Wednesday, April 28, 2010

Mommy, Daddy, Bubbee, 'Endra

So, whenever we are out and about B gets lots of attention.  Because he is little and cute and has a personality that is so big it engages people.  So, when folks talk to him he always points to each one of us and says who we are - Mommy, Daddy, Bubbee (he can't say Logan so this is his way of saying brother) and 'Endra (aka - Kendra).  It is like he is letting folks know if you know him you should know the rest of his family.  It is so cute and I love it.

But sometimes as he points to me I think how simple it is right now - I am Mommy.  That is it.  But at some point it won't be that simple.  I'll always be his Mom but so his Momma in Ethiopia.  She is and always will  be.  I try to prepare myself for the future when Mommy becomes a little more confusion.  When he works through Mommy (me) and Momma (what we call his Mom in Ethiopia and whose picture hangs in his room).  I try to listen to folks who are going or have gone through this already and try to store all of the good bits I get in my mind.  But I realize each child is different so that when the time comes that we have to do our best to help B understand and hopefully work through the fact that he has two Mommas who both love him beyond words.
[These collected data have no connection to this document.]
use std::fmt;
use std::path::PathBuf;
use std::time::Duration;

use url::Url;

use crate::args::{ACCOUNT_HOST_SUFFIX, BridgeArgs, FailurePolicy, PositiveU64, PositiveUsize};
use crate::error::{AppError, AppResult, ConfigError, ValidationError};
use crate::query::Quantile;
use crate::retry::RetryPolicy;

/// How to reach and authenticate against the source query API.
#[derive(Debug, Clone)]
pub struct SourceSettings {
    pub base_url: Url,
    pub client_cert: Option<PathBuf>,
    pub client_key: Option<PathBuf>,
    pub root_ca: Option<PathBuf>,
    pub insecure_skip_verify: bool,
    pub request_timeout: Duration,
    pub connect_timeout: Duration,
}

impl SourceSettings {
    /// Plain settings for a base URL, without client identity.
    #[must_use]
    pub const fn new(base_url: Url) -> Self {
        Self {
            base_url,
            client_cert: None,
            client_key: None,
            root_ca: None,
            insecure_skip_verify: false,
            request_timeout: Duration::from_secs(30),
            connect_timeout: Duration::from_secs(10),
        }
    }
}

/// How to reach and authenticate against the ingestion API.
#[derive(Clone)]
pub struct DestinationSettings {
    pub base_url: Url,
    pub api_key: String,
    pub metric_prefix: String,
    pub request_timeout: Duration,
    pub connect_timeout: Duration,
}

impl DestinationSettings {
    #[must_use]
    pub const fn new(base_url: Url, api_key: String) -> Self {
        Self {
            base_url,
            api_key,
            metric_prefix: String::new(),
            request_timeout: Duration::from_secs(30),
            connect_timeout: Duration::from_secs(10),
        }
    }
}

impl fmt::Debug for DestinationSettings {
    fn fmt(&self, f: &mut fmt::Formatter<'_>) -> fmt::Result {
        f.debug_struct("DestinationSettings")
            .field("base_url", &self.base_url.as_str())
            .field("api_key", &"<redacted>")
            .field("metric_prefix", &self.metric_prefix)
            .field("request_timeout", &self.request_timeout)
            .field("connect_timeout", &self.connect_timeout)
            .finish()
    }
}

/// Timing of the poll loop.
#[derive(Debug, Clone, Copy, PartialEq, Eq)]
pub struct ScheduleSettings {
    /// Query step and rate interval, in seconds.
    pub step: PositiveU64,
    pub initial_window: Duration,
    pub overlap_window: Duration,
    pub poll_interval: Duration,
}

impl Default for ScheduleSettings {
    fn default() -> Self {
        Self {
            step: PositiveU64::try_from(crate::args::DEFAULT_STEP_SECS).unwrap_or(PositiveU64::ONE),
            initial_window: Duration::from_secs(240 * 60),
            overlap_window: Duration::from_secs(10 * 60),
            poll_interval: Duration::from_secs(20),
        }
    }
}

/// Validated runtime configuration, built once at startup.
#[derive(Debug, Clone)]
pub struct BridgeConfig {
    pub source: SourceSettings,
    pub destination: DestinationSettings,
    pub schedule: ScheduleSettings,
    pub quantiles: Vec<Quantile>,
    /// Only names starting with this are republished.
    pub metric_prefix: Option<String>,
    pub chunk_size: PositiveUsize,
    pub retry: RetryPolicy,
    pub on_failure: FailurePolicy,
}

impl BridgeConfig {
    /// Resolves and validates parsed arguments.
    ///
    /// # Errors
    ///
    /// Returns a configuration error when a required parameter is missing or
    /// a value is out of range.
    pub fn from_args(args: &BridgeArgs) -> AppResult<Self> {
        let source = resolve_source(args)?;
        let destination = resolve_destination(args)?;

        let step = whole_seconds(args.step, "step")?;
        let schedule = ScheduleSettings {
            step,
            initial_window: args.initial_window,
            overlap_window: args.overlap_window,
            poll_interval: args.poll_interval,
        };

        if args.quantiles.is_empty() {
            return Err(AppError::config(ConfigError::NoQuantiles));
        }
        if args.retry_min > args.retry_max {
            return Err(AppError::config(ConfigError::RetryBoundsInverted));
        }
        let retry = RetryPolicy::new(
            args.retry_attempts,
            args.retry_multiplier,
            args.retry_min,
            args.retry_max,
        );

        Ok(Self {
            source,
            destination,
            schedule,
            quantiles: args.quantiles.clone(),
            metric_prefix: non_empty(args.metric_prefix.as_deref()).map(str::to_owned),
            chunk_size: args.chunk_size,
            retry,
            on_failure: args.on_failure,
        })
    }
}

fn resolve_source(args: &BridgeArgs) -> AppResult<SourceSettings> {
    let base_url = if let Some(endpoint) = non_empty(args.prom_endpoint.as_deref()) {
        parse_url(endpoint)?
    } else {
        let account = non_empty(args.temporal_account.as_deref()).ok_or(
            ConfigError::MissingParameter {
                flag: "temporal-account",
                env: "TEMPORAL_ACCOUNT",
            },
        )?;
        parse_url(&format!("https://{account}.{ACCOUNT_HOST_SUFFIX}/prometheus"))?
    };

    let client_cert = non_empty(args.metrics_client_cert.as_deref()).ok_or(
        ConfigError::MissingParameter {
            flag: "metrics-client-cert",
            env: "METRICS_CLIENT_CERT",
        },
    )?;
    let client_key = non_empty(args.metrics_client_key.as_deref()).ok_or(
        ConfigError::MissingParameter {
            flag: "metrics-client-key",
            env: "METRICS_CLIENT_KEY",
        },
    )?;

    Ok(SourceSettings {
        base_url,
        client_cert: Some(PathBuf::from(client_cert)),
        client_key: Some(PathBuf::from(client_key)),
        root_ca: non_empty(args.server_root_ca_cert.as_deref()).map(PathBuf::from),
        insecure_skip_verify: args.insecure_skip_verify,
        request_timeout: args.request_timeout,
        connect_timeout: args.connect_timeout,
    })
}

fn resolve_destination(args: &BridgeArgs) -> AppResult<DestinationSettings> {
    let base_url = if let Some(endpoint) = non_empty(args.dd_endpoint.as_deref()) {
        parse_url(endpoint)?
    } else {
        let site = non_empty(args.dd_site.as_deref()).ok_or(ConfigError::MissingParameter {
            flag: "dd-site",
            env: "DD_SITE",
        })?;
        site_url(site)?
    };
    let api_key = non_empty(args.dd_api_key.as_deref()).ok_or(ConfigError::MissingParameter {
        flag: "dd-api-key",
        env: "DD_API_KEY",
    })?;

    Ok(DestinationSettings {
        base_url,
        api_key: api_key.to_owned(),
        metric_prefix: args.dd_metric_prefix.clone().unwrap_or_default(),
        request_timeout: args.request_timeout,
        connect_timeout: args.connect_timeout,
    })
}

/// `datadoghq.eu` -> `https://api.datadoghq.eu`.
fn site_url(site: &str) -> AppResult<Url> {
    let site = site.trim().trim_end_matches('/');
    if site.is_empty() || site.contains("://") || site.contains('/') {
        return Err(AppError::config(ConfigError::InvalidField {
            field: "dd_site",
            source: ValidationError::InvalidSite {
                site: site.to_owned(),
            },
        }));
    }
    parse_url(&format!("https://api.{site}"))
}

fn parse_url(value: &str) -> AppResult<Url> {
    Url::parse(value).map_err(|err| {
        AppError::validation(ValidationError::InvalidUrl {
            url: value.to_owned(),
            source: err,
        })
    })
}

/// Joins `path` under `base`, keeping any path prefix the base carries.
///
/// # Errors
///
/// Returns an error when `base` cannot carry a path (e.g. `mailto:`).
pub fn join_endpoint(base: &Url, path: &str) -> AppResult<Url> {
    let mut joined = base.clone();
    joined
        .path_segments_mut()
        .map_err(|()| {
            AppError::validation(ValidationError::UrlCannotBeBase {
                url: base.to_string(),
            })
        })?
        .pop_if_empty()
        .extend(path.split('/'));
    Ok(joined)
}

fn whole_seconds(duration: Duration, field: &'static str) -> AppResult<PositiveU64> {
    if duration.subsec_nanos() != 0 {
        return Err(AppError::config(ConfigError::InvalidField {
            field,
            source: ValidationError::DurationNotWholeSeconds {
                value: format!("{duration:?}"),
            },
        }));
    }
    PositiveU64::try_from(duration.as_secs())
        .map_err(|err| AppError::config(ConfigError::InvalidField { field, source: err }))
}

fn non_empty(value: Option<&str>) -> Option<&str> {
    value.map(str::trim).filter(|value| !value.is_empty())
}
//! Configuration loading, application, and validation.
mod apply;
mod loader;
mod settings;
pub mod types;


pub use apply::apply_config;
pub use loader::load_config;
pub use settings::{
    BridgeConfig, DestinationSettings, ScheduleSettings, SourceSettings, join_endpoint,
};

#[cfg(test)]
pub(crate) use loader::load_config_file;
In 2 days our little guy turns 2!  I am not for sure when the questions will start and at what point it becomes confusing and at what point it hurts.  I am not for sure if all the emotions I am expecting will happen and if others I am not prepared for will.  So I pray for this and do my best to store information I get in my mind (but boy do I seem to forget things these days).

B's beautiful Momma in Ethiopia is never forgotten.  Not a day goes by that she does not come to my mind.  She is in our prayers.  I've sent pics over w/ other families who were traveling to his city of birth and hope she has received them.  I hope she got them and they bring her some peace.  I hope she knows how much he is loved.  He is such a joy and sometimes I feel bad that she is missing out on all of it.  She is so loved by us.

2 comments:

Kristin said...

You have such a sweet heart HEather. Glad I can still read updates! hope you're all doing well :)

Mindy said...

Thank you for sharing your heart. And I too enjoy reading the updates on your family...take care!